2. Determine the value of the data to be protected. Credit card data is extremely valuable and is a constant target for thieves and hackers. Security measures must meet Payment Card Industry Data Security Standard (PCI DSS) requirements. Health records also require extreme security and must meet Health Insurance Portability and Accountability Act (HIPAA) standards.

Both types of data and the relevant standards require specialized training. The PCI DSS and HIPAA standards are constantly updated to meet new threats. Service providers without this specialized knowledge should think twice before engaging customers with either requirement.

3. Assess the customer network relative to your staff capabilities and your organizational infrastructure. What security facilities, both hardware and software, are currently in place? Because there are dozens of network security vendors, it is unrealistic for any service provider to have in-house staff with the expertise to manage each and every vendor product.

If software and/or hardware must be replaced, define the payment structure. Will the service provider install the equipment and factor the cost into the monthly payment, or will the customer purchase the equipment? In any case, create and document a plan for installing the new software and hardware.

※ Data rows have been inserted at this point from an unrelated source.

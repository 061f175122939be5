#![forbid(unsafe_code)]

//! Core: spring animation primitives and logging helpers.
//!
//! # Role in fadeglot
//! `fadeglot-core` owns the motion model. Widgets never compute curves
//! themselves; they hold a [`animation::StyleSpring`] per transition item and
//! advance it with frame deltas supplied by the host loop.
//!
//! # Primary responsibilities
//! - **Animation**: the common tick/complete/value contract.
//! - **Spring**: damped harmonic oscillator with tension/friction presets.
//! - **StyleSpring**: opacity and vertical offset animated together.
//! - **Logging**: `tracing` re-exports and an optional JSON subscriber.

pub mod animation;
#[cfg(feature = "tracing")]
pub mod logging;

// Re-export tracing macros at crate root for ergonomic use.
#[cfg(feature = "tracing")]
pub use logging::{
    debug, debug_span, error, error_span, info, info_span, trace, trace_span, warn, warn_span,
};
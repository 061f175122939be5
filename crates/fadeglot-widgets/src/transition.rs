#![forbid(unsafe_code)]

//! Keyed transition engine.
//!
//! Content is identified by a [`Generation`] key. When the key changes the
//! engine treats it as "content replaced": the current item starts leaving
//! and a new item starts entering, and the two animate at the same time.
//!
//! # State machine (per item)
//!
//! ```text
//!   Entering ──(spring at rest)──▶ Resident
//!      │                              │
//!      └──────(key replaced)──────────┴──▶ Leaving ──(spring at rest)──▶ removed
//! ```
//!
//! # Invariants
//!
//! 1. Exactly one item is not `Leaving`: the current one.
//! 2. At most one item is `Entering` and at most one is `Leaving`, so no
//!    more than two items ever coexist.
//! 3. A replacement while an item is still leaving drops one of the two
//!    outgoing candidates at once (interrupt-and-replace); rapid changes
//!    never pile up. The more visible candidate keeps leaving, so content on
//!    screen always fades out instead of vanishing.
//! 4. An interrupted item starts leaving from wherever it currently is.
//!
//! # Failure Modes
//!
//! - A spring configured with zero friction never rests: the entering item
//!   stays `Entering` and the leaving item is only dropped by the next
//!   replacement. [`CrossfadeConfig::validate`] reports this.

use std::time::Duration;

use fadeglot_core::animation::{StyleFrame, StyleSpring};
use tracing::trace;

use crate::config::CrossfadeConfig;

/// Identity key of a transition item.
pub type Generation = u64;

/// Lifecycle phase of a transition item.
#[derive(Debug, Clone, Copy, PartialEq, Eq, Hash)]
pub enum TransitionPhase {
    /// Animating from the entering frame toward fully visible.
    Entering,
    /// Fully visible, at rest.
    Resident,
    /// Animating toward the leaving frame; removed when it arrives.
    Leaving,
}

impl TransitionPhase {
    #[inline]
    #[must_use]
    pub fn is_animating(self) -> bool {
        !matches!(self, Self::Resident)
    }
}

/// Read-only view of one item, as rendered this frame.
#[derive(Debug, Clone, Copy, PartialEq)]
pub struct ItemSnapshot {
    pub key: Generation,
    pub phase: TransitionPhase,
    pub style: StyleFrame,
}

/// Keyed transition engine driven by the crossfade wrapper.
pub trait TransitionEngine {
    /// Key of the current (non-leaving) item.
    fn current_key(&self) -> Generation;

    /// Register `key` as the new content identity. Same key is a no-op.
    fn replace(&mut self, key: Generation);

    /// Advance animations by `dt`. Returns `true` while anything moves.
    fn tick(&mut self, dt: Duration) -> bool;

    /// Items to render, back to front: the leaving item (if any), then the
    /// current item.
    fn items(&self) -> Vec<ItemSnapshot>;

    /// Whether any item is still animating.
    fn is_animating(&self) -> bool {
        self.items().iter().any(|item| item.phase.is_animating())
    }
}

#[derive(Debug, Clone)]
struct Item {
    key: Generation,
    phase: TransitionPhase,
    style: StyleSpring,
}

impl Item {
    fn snapshot(&self) -> ItemSnapshot {
        ItemSnapshot {
            key: self.key,
            phase: self.phase,
            style: self.style.current(),
        }
    }
}

/// Spring-driven [`TransitionEngine`].
#[derive(Debug, Clone)]
pub struct SpringTransitions {
    config: CrossfadeConfig,
    current: Item,
    leaving: Option<Item>,
    interrupted: u64,
}

impl SpringTransitions {
    /// Start with a single item keyed `initial`.
    ///
    /// The item enters from the entering frame when
    /// [`CrossfadeConfig::animate_initial`] is set, and is resident
    /// otherwise.
    #[must_use]
    pub fn new(initial: Generation, config: CrossfadeConfig) -> Self {
        let current = if config.animate_initial && !config.reduced_motion {
            Self::entering(initial, &config)
        } else {
            Self::resident(initial, &config)
        };
        Self {
            config,
            current,
            leaving: None,
            interrupted: 0,
        }
    }

    fn entering(key: Generation, config: &CrossfadeConfig) -> Item {
        Item {
            key,
            phase: TransitionPhase::Entering,
            style: StyleSpring::new(config.spring, config.entering_frame(), StyleFrame::VISIBLE),
        }
    }

    fn resident(key: Generation, config: &CrossfadeConfig) -> Item {
        Item {
            key,
            phase: TransitionPhase::Resident,
            style: StyleSpring::settled(config.spring, StyleFrame::VISIBLE),
        }
    }

    #[must_use]
    pub fn config(&self) -> &CrossfadeConfig {
        &self.config
    }

    /// Leaving items dropped early because a newer replacement arrived.
    #[must_use]
    pub fn interrupted(&self) -> u64 {
        self.interrupted
    }
}

impl Default for SpringTransitions {
    fn default() -> Self {
        Self::new(0, CrossfadeConfig::default())
    }
}

impl TransitionEngine for SpringTransitions {
    fn current_key(&self) -> Generation {
        self.current.key
    }

    fn replace(&mut self, key: Generation) {
        if key == self.current.key {
            return;
        }

        if self.config.reduced_motion {
            trace!(from = self.current.key, to = key, "instant swap");
            self.current = Self::resident(key, &self.config);
            self.leaving = None;
            return;
        }

        let incoming = Self::entering(key, &self.config);
        let mut outgoing = std::mem::replace(&mut self.current, incoming);
        outgoing.phase = TransitionPhase::Leaving;
        outgoing.style.retarget(self.config.leaving_frame());

        let Some(leaving) = self.leaving.take() else {
            trace!(leaving = outgoing.key, entering = key, "crossfade started");
            self.leaving = Some(outgoing);
            return;
        };

        // Only one item may leave: keep the one the user can still see.
        let keep_previous = leaving.style.current().opacity > outgoing.style.current().opacity;
        let (kept, dropped) = if keep_previous {
            (leaving, outgoing)
        } else {
            (outgoing, leaving)
        };
        self.interrupted += 1;
        trace!(
            leaving = kept.key,
            dropped = dropped.key,
            entering = key,
            "leave interrupted"
        );
        self.leaving = Some(kept);
    }

    fn tick(&mut self, dt: Duration) -> bool {
        self.current.style.tick(dt);
        if self.current.phase == TransitionPhase::Entering && self.current.style.is_at_rest() {
            self.current.phase = TransitionPhase::Resident;
            trace!(key = self.current.key, "entered");
        }

        if let Some(leaving) = self.leaving.as_mut() {
            leaving.style.tick(dt);
            if leaving.style.is_at_rest() {
                trace!(key = leaving.key, "left");
                self.leaving = None;
            }
        }

        self.is_animating()
    }

    fn items(&self) -> Vec<ItemSnapshot> {
        self.leaving
            .iter()
            .chain(std::iter::once(&self.current))
            .map(Item::snapshot)
            .collect()
    }

    fn is_animating(&self) -> bool {
        self.leaving.is_some() || self.current.phase.is_animating()
    }
}
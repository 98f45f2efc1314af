//! Command line tokenizing
//!
//! Numbers are parsed leniently: leading spaces are skipped and parsing
//! stops at the first character that is not a digit, so `1000xyz` is
//! `0x1000` and an argument with no digits at all is zero.

/// Why an argument list was refused
#[derive(Debug, Clone, Copy, PartialEq, Eq)]
pub enum ArgError {
    /// A required argument is absent
    Missing,
    /// Too many or too few tokens
    Count,
    /// A token holds no digits
    NotANumber,
    /// The value does not fit its field
    OutOfRange,
}

/// Split a line into command name and argument remainder
///
/// Both halves have their leading spaces removed; the remainder is empty
/// when the line holds a single word.
pub fn split_command(line: &str) -> (&str, &str) {
    let line = line.trim_start_matches(' ');
    match line.find(' ') {
        Some(space) => (&line[..space], line[space + 1..].trim_start_matches(' ')),
        None => (line, ""),
    }
}

/// Hex number at the start of `text`, zero if none
///
/// Upper and lower case digits are accepted. Values longer than eight digits
/// keep their low 32 bits.
pub fn parse_hex(text: &str) -> u32 {
    text.trim_start_matches(' ')
        .chars()
        .map_while(|c| c.to_digit(16))
        .fold(0u32, |acc, digit| (acc << 4) | digit)
}

/// Decimal number at the start of `text`
pub fn parse_dec(text: &str) -> Result<u32, ArgError> {
    let digits = text.trim_start_matches(' ');
    let end = digits
        .find(|c: char| !c.is_ascii_digit())
        .unwrap_or(digits.len());
    if end == 0 {
        return Err(ArgError::NotANumber);
    }
    digits[..end]
        .bytes()
        .try_fold(0u32, |acc, b| {
            acc.checked_mul(10)?.checked_add(u32::from(b - b'0'))
        })
        .ok_or(ArgError::OutOfRange)
}

/// Exactly `N` space-separated decimal numbers
pub fn parse_decimals<const N: usize>(text: &str) -> Result<[u32; N], ArgError> {
    let mut values = [0u32; N];
    let mut tokens = text.split(' ').filter(|t| !t.is_empty());
    for value in values.iter_mut() {
        let token = tokens.next().ok_or(ArgError::Count)?;
        *value = parse_dec(token)?;
    }
    if tokens.next().is_some() {
        return Err(ArgError::Count);
    }
    Ok(values)
}
//! Reset vector and early boot
//!
//! The first six words of RAM are jump instructions. Word 0 is the reset
//! entry; words 1..=5 are the fixed service addresses from the SDK's
//! `abi` module, in table order:
//!
//! ```text
//!   0x1000_0000  j _start
//!   0x1000_0004  j picomon_svc_putc
//!   0x1000_0008  j picomon_svc_getc
//!   0x1000_000C  j picomon_svc_print
//!   0x1000_0010  j picomon_svc_exec
//!   0x1000_0014  j picomon_svc_ls
//! ```
//!
//! `_start` points the stack at the top of the stack region, clears `.bss`
//! and calls `picomon_main`, which the firmware binary provides.

use core::arch::global_asm;

use picomon_sdk::abi;

// Each vector slot is a single 4-byte `j`
static_assertions::const_assert_eq!(abi::vector_slot(abi::ADDR_PUTC), 1);
static_assertions::const_assert_eq!(abi::vector_slot(abi::ADDR_LS), 5);

global_asm!(
    r#"
    .section .text.vector, "ax"
    .globl _vector
_vector:
    j _start
    j picomon_svc_putc
    j picomon_svc_getc
    j picomon_svc_print
    j picomon_svc_exec
    j picomon_svc_ls

    .section .text._start, "ax"
    .globl _start
_start:
    la sp, _stack_top

    la t0, _bss_start
    la t1, _bss_end
1:
    bgeu t0, t1, 2f
    sw zero, 0(t0)
    addi t0, t0, 4
    j 1b
2:
    call picomon_main
3:
    wfi
    j 3b
"#
);
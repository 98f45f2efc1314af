//! Architecture-specific code
//!
//! Only RV32 is supported. Everything here is dead weight on the host,
//! where the monitor runs its tests, so the whole module is target-gated.

#[cfg(target_arch = "riscv32")]
pub mod riscv32;
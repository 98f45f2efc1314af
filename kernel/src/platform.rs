//! The devices a monitor runs on
//!
//! The shell is generic over a [`Platform`] so the same commands run against
//! the real board in the firmware and against simulated parts in tests.

use picomon_drivers::{BlockDriver, Bus};
use picomon_vfs::FileSystem;

use crate::components::console::{Console, ConsoleWriter};
use crate::trampoline::Trampoline;

/// Compile-time bundle of device types
pub trait Platform: 'static {
    type Console: Console;
    type Bus: Bus;
    /// The raw card, for the storage self-test
    type Card: BlockDriver;
    type Fs: FileSystem;
    type Trampoline: Trampoline + Clone;
}

/// The devices themselves, owned by the monitor
pub struct Devices<P: Platform> {
    pub console: P::Console,
    pub bus: P::Bus,
    pub card: P::Card,
    pub fs: P::Fs,
    pub trampoline: P::Trampoline,
}

impl<P: Platform> Devices<P> {
    /// Formatted output on the console
    pub fn out(&self) -> ConsoleWriter<'_, P::Console> {
        ConsoleWriter::new(&self.console)
    }
}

4. Review the customer's current access control and data protection processes and policies. Are access controls in place, or can anyone reconfigure the network at any time? How often are passwords changed? Does the customer permit laptops to be taken out of the facility? Do employees log in from home using their own computers? Are employees allowed to carry data into or out of the facility on a memory stick?

If the review identifies that any of these potential security problems have not been adequately addressed, explain the vulnerability to the customer. Work with the customer to create policies that adequately address the problem. Make sure employees understand the policy, the reason for it, and the consequences of failing to adhere to it.

5. Create a procedure for changes to the network. Adding a new switch, a new router or a new link mo>eans increasing the number of devices and interfaces to be monitored. Simply replacing a device with a newer model or upgrading an existing device to a new software revision can impact the parameters to be monitored.

The policy must specify a process that defines how and by whom any proposed change is reviewed, how it is documented, and how the change is communicated to the service provider.

6. Designate a single point of contact for both the service provider and customer. Set up a regular, scheduled meeting between these individuals to review events and issues. Require them to issue a report describing these items and when necessary, a plan to address problems.

7. Create a comprehensive, detailed SLA (service-level agreement) describing the service to be provided and the cost. Define a scale of problem criticality with a definition of each level. Specify the required response time for each level as well as staff roles. When a fix becomes available, who will install it? Will the service provider staff go on site? Who will apply routine security patches?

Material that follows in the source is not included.